The OIE says Kibenge’s results in other cases were questioned by OIE member countries — it wouldn’t say which ones — and that it conducted an audit of his lab this summer. The organization says the “conclusions of the audit were unfavourable and showed that a series of weaknesses in the system have a direct impact on the quality of diagnosis conducted by AVC.”

Kibenge, chair of the department of pathology and microbiology and professor of virology at AVC, where he has been since 1989, says the international cases were “never questioned” when the OIE met with him. The only case talked about was in British Columbia.

The CFIA had earlier conducted its own inspection of the lab and raised concerns, which the AVC said it would address.

Kibenge’s lab is one of only two OIE-designated labs worldwide that studies the virus; the other is in Norway.

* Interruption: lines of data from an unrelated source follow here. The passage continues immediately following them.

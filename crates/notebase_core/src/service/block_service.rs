//! Block use-case service.
//!
//! # Responsibility
//! - Validate block input and page ownership.
//! - Expose single-block reorder and explicit per-page rebalance.
//! - Warn when a reorder leaves a block with no key room next to a neighbour.
//!
//! # Invariants
//! - Blocks are only created on existing pages and never change page.
//! - Order keys written through this service are finite.

use super::block_order::{has_exhausted_gap, is_crowded, rebalanced_orders, validate_order};
use super::ErrorKind;
use crate::model::block::{Block, BlockId, BlockPatch, BlockValidationError, NewBlock};
use crate::model::page::PageId;
use crate::repo::block_repo::BlockRepository;
use crate::repo::RepoError;
use log::{info, warn};
use std::error::Error;
use std::fmt::{Display, Formatter};

/// Errors from block service operations.
#[derive(Debug)]
pub enum BlockServiceError {
    InvalidInput(BlockValidationError),
    PageNotFound(PageId),
    BlockNotFound(BlockId),
    Repo(RepoError),
}

impl BlockServiceError {
    pub fn kind(&self) -> ErrorKind {
        match self {
            Self::InvalidInput(_) => ErrorKind::InvalidInput,
            Self::PageNotFound(_) | Self::BlockNotFound(_) => ErrorKind::NotFound,
            Self::Repo(_) => ErrorKind::Unexpected,
        }
    }
}

impl Display for BlockServiceError {
    fn fmt(&self, f: &mut Formatter<'_>) -> std::fmt::Result {
        match self {
            Self::InvalidInput(err) => write!(f, "{err}"),
            Self::PageNotFound(id) => write!(f, "page not found: {id}"),
            Self::BlockNotFound(id) => write!(f, "block not found: {id}"),
            Self::Repo(err) => write!(f, "{err}"),
        }
    }
}

impl Error for BlockServiceError {
    fn source(&self) -> Option<&(dyn Error + 'static)> {
        match self {
            Self::InvalidInput(err) => Some(err),
            Self::Repo(err) => Some(err),
            _ => None,
        }
    }
}

impl From<RepoError> for BlockServiceError {
    fn from(value: RepoError) -> Self {
        match value {
            RepoError::PageNotFound(page_id) => Self::PageNotFound(page_id),
            RepoError::BlockNotFound(block_id) => Self::BlockNotFound(block_id),
            other => Self::Repo(other),
        }
    }
}

impl From<BlockValidationError> for BlockServiceError {
    fn from(value: BlockValidationError) -> Self {
        Self::InvalidInput(value)
    }
}

/// Block service facade.
pub struct BlockService<R: BlockRepository> {
    repo: R,
}

impl<R: BlockRepository> BlockService<R> {
    /// Creates service from repository implementation.
    pub fn new(repo: R) -> Self {
        Self { repo }
    }

    /// Adds a block to an existing page. A missing order means the default key.
    pub fn create_block(&self, block: NewBlock) -> Result<Block, BlockServiceError> {
        if let Some(order) = block.order {
            validate_order(order)?;
        }
        if !self.repo.page_exists(block.page_id)? {
            return Err(BlockServiceError::PageNotFound(block.page_id));
        }
        let created = self.repo.create_block(&block)?;
        info!(
            "event=block_create module=block_service status=ok block_id={} page_id={} type={}",
            created.id, created.page_id, created.block_type
        );
        Ok(created)
    }

    pub fn get_block(&self, block_id: BlockId) -> Result<Block, BlockServiceError> {
        self.repo
            .get_block(block_id)?
            .ok_or(BlockServiceError::BlockNotFound(block_id))
    }

    /// Lists a page's blocks in display order.
    pub fn list_blocks(&self, page_id: PageId) -> Result<Vec<Block>, BlockServiceError> {
        if !self.repo.page_exists(page_id)? {
            return Err(BlockServiceError::PageNotFound(page_id));
        }
        self.repo.list_blocks(page_id).map_err(Into::into)
    }

    pub fn update_block(
        &self,
        block_id: BlockId,
        patch: BlockPatch,
    ) -> Result<Block, BlockServiceError> {
        if let Some(order) = patch.order {
            validate_order(order)?;
        }
        self.repo.update_block(block_id, &patch).map_err(Into::into)
    }

    /// Moves one block by writing its order key; siblings stay untouched.
    pub fn reorder_block(
        &self,
        block_id: BlockId,
        new_order: f64,
    ) -> Result<Block, BlockServiceError> {
        let new_order = validate_order(new_order)?;
        let block = self.repo.set_block_order(block_id, new_order)?;
        info!(
            "event=block_reorder module=block_service status=ok block_id={} page_id={}",
            block.id, block.page_id
        );

        let siblings = self.repo.list_blocks(block.page_id)?;
        if is_crowded(&siblings, block.id) {
            warn!(
                "event=block_reorder module=block_service status=needs_rebalance block_id={} page_id={}",
                block.id, block.page_id
            );
        }
        Ok(block)
    }

    /// Whether two adjacent blocks on the page leave no room for a key
    /// between them.
    pub fn page_needs_rebalance(&self, page_id: PageId) -> Result<bool, BlockServiceError> {
        let blocks = self.list_blocks(page_id)?;
        Ok(has_exhausted_gap(&blocks))
    }

    pub fn delete_block(&self, block_id: BlockId) -> Result<(), BlockServiceError> {
        self.repo.delete_block(block_id)?;
        info!("event=block_delete module=block_service status=ok block_id={block_id}");
        Ok(())
    }

    /// Renumbers a page's blocks to `1.0, 2.0, ...` keeping display order.
    pub fn rebalance_page(&self, page_id: PageId) -> Result<Vec<Block>, BlockServiceError> {
        let current = self.list_blocks(page_id)?;
        let orders = rebalanced_orders(&current);
        self.repo.rewrite_orders(page_id, &orders)?;
        info!(
            "event=block_rebalance module=block_service status=ok page_id={} blocks={}",
            page_id,
            orders.len()
        );
        self.repo.list_blocks(page_id).map_err(Into::into)
    }
}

A letter from the CFIA, dated Nov. 5, was sent to the OIE supporting a recommendation to temporarily suspend the OIE designation of Kibenge’s lab. The letter was from Dr. Brian Evans, the Canadian government representative to the OIE and also a senior manager at the CFIA.

In the letter, Evans acknowledges the college’s efforts to “address the scientific basis for the reporting of disparate and non-repeatable results and their respect for the OIE process and requirements.”

Kibenge accuses the federal government of being unhappy with his results.

“It was done to completely cut me out — destroy my reputation,” says Kibenge, referring to the audits as a “hatchet job.”